Quote Originally Posted by foa
Yes, but the opinion in Brown v. EMA advises 1) video games are protected speech because they fall under the protections due to media and 2) also encourages as the industry grows the decision be reexamined.
I take issue with point 1 to the extent that it seems you're implying that's a distinguishing feature from t-shirt messages (see: Cohen). Additionally, Brown said the opinion could be reexamined based on future evidence based on California's argument that the interactivity of video games make it distinguishable from all other media -- not foretelling a reexamination of the entire First Amendment doctrine of the past 50 years. See also Erznoznik v. Jacksonville.

Quote Originally Posted by foa
[insert Miller test]
Quote Originally Posted by me
Unless it fits into an obscenity exception...
The obscenity exception is also garnering less and less use in modern times. I can almost guarantee that none of the t-shirts qualify as obscenity today, not even in the extra-bulltrout "obscenity as to minors" sub-category of the Miller line of cases.

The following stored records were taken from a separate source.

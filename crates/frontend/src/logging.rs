//! Browser console logging

use tracing_subscriber::{layer::SubscriberExt, util::SubscriberInitExt};
use tracing_web::MakeWebConsoleWriter;

/// Route `tracing` events to the browser console.
///
/// Safe to call more than once; later calls are ignored.
pub fn init_logging() {
    let fmt_layer = tracing_subscriber::fmt::layer()
        .with_ansi(false)
        .without_time()
        .with_writer(MakeWebConsoleWriter::new());

    if tracing_subscriber::registry().with(fmt_layer).try_init().is_err() {
        tracing::debug!("console logging already initialized");
    }
}
//! Error types shared by the manager and its collaborators

/// Result type for collaborator calls
pub type ProviderResult<T> = std::result::Result<T, ProviderError>;

/// Failure reported by a session provider, profile store or their transport.
///
/// These never reach views: the manager folds them into [`crate::AuthState`].
#[derive(Debug, Clone, PartialEq, Eq, thiserror::Error)]
pub enum ProviderError {
    #[error("Session provider error: {message}")]
    Session { message: String },

    #[error("Profile store error: {message}")]
    Profile { message: String },

    #[error("Transport error: {message}")]
    Transport { message: String },
}

impl ProviderError {
    /// Create a session provider error
    pub fn session(message: impl Into<String>) -> Self {
        Self::Session {
            message: message.into(),
        }
    }

    /// Create a profile store error
    pub fn profile(message: impl Into<String>) -> Self {
        Self::Profile {
            message: message.into(),
        }
    }

    /// Create a transport error
    pub fn transport(message: impl Into<String>) -> Self {
        Self::Transport {
            message: message.into(),
        }
    }
}

/// Standard result type for handle operations
pub type Result<T> = std::result::Result<T, AuthError>;

/// Errors surfaced to consumers of the shared state
#[derive(Debug, Clone, PartialEq, Eq, thiserror::Error)]
pub enum AuthError {
    /// The handle outlived the manager that issued it
    #[error("auth state accessed outside of its manager's scope")]
    OutOfScope,
}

Big difference between a political dissent and a tshirt that advocates fellatio or something. Different types of speech aren't protected equivocally. You know that.
Not as much as you seem to imply here, especially (as here) where the law at issue focuses exclusively on content. Unless the ban only impacts obscenity, a content-based ordinance would still face strict scrutiny as a rule, which is de facto invalidation (and it should be noted that even if some of the t-shirts are constitutionally obscene, the ordinance is still facially unconstitutional to the extent that it applies to any protected speech). There have been plenty of vulgarity/profanity bans that have been struck down over the years, not just in clear-cut political speech cases like Cohen (and I would argue that almost any advocacy on a t-shirt, no matter how trivial it may seem to others, is political speech under the First Amendment anyway).

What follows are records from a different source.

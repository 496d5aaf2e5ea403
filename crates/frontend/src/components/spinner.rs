//! Loading spinner component

use yew::prelude::*;

#[derive(Properties, Clone, PartialEq)]
pub struct SpinnerProps {
    #[prop_or_default]
    pub text: Option<String>,
}

#[function_component(LoadingSpinner)]
pub fn loading_spinner(props: &SpinnerProps) -> Html {
    html! {
        <div class="inline-flex items-center gap-2" role="status" aria-live="polite">
            <div class="w-4 h-4 border-2 border-gray-200 dark:border-gray-700 border-t-blue-500 dark:border-t-blue-400 rounded-full animate-spin"></div>
            if let Some(text) = &props.text {
                <span class="text-gray-600 dark:text-gray-400 text-sm">{text}</span>
            }
        </div>
    }
}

And I should note that I'm not saying that all of the t-shirts would be necessarily protected speech under the First Amendment, because I haven't seen all of them (although if any store owner is willing to display them in public, it almost certainly would not qualify as obscenity). I'm only saying that the ordinance is unconstitutional. It would only be constitutional if it was interpreted to only refer to legal obscenity, in which case it likely wouldn't apply to most/all of the t-shirts the mayor hates.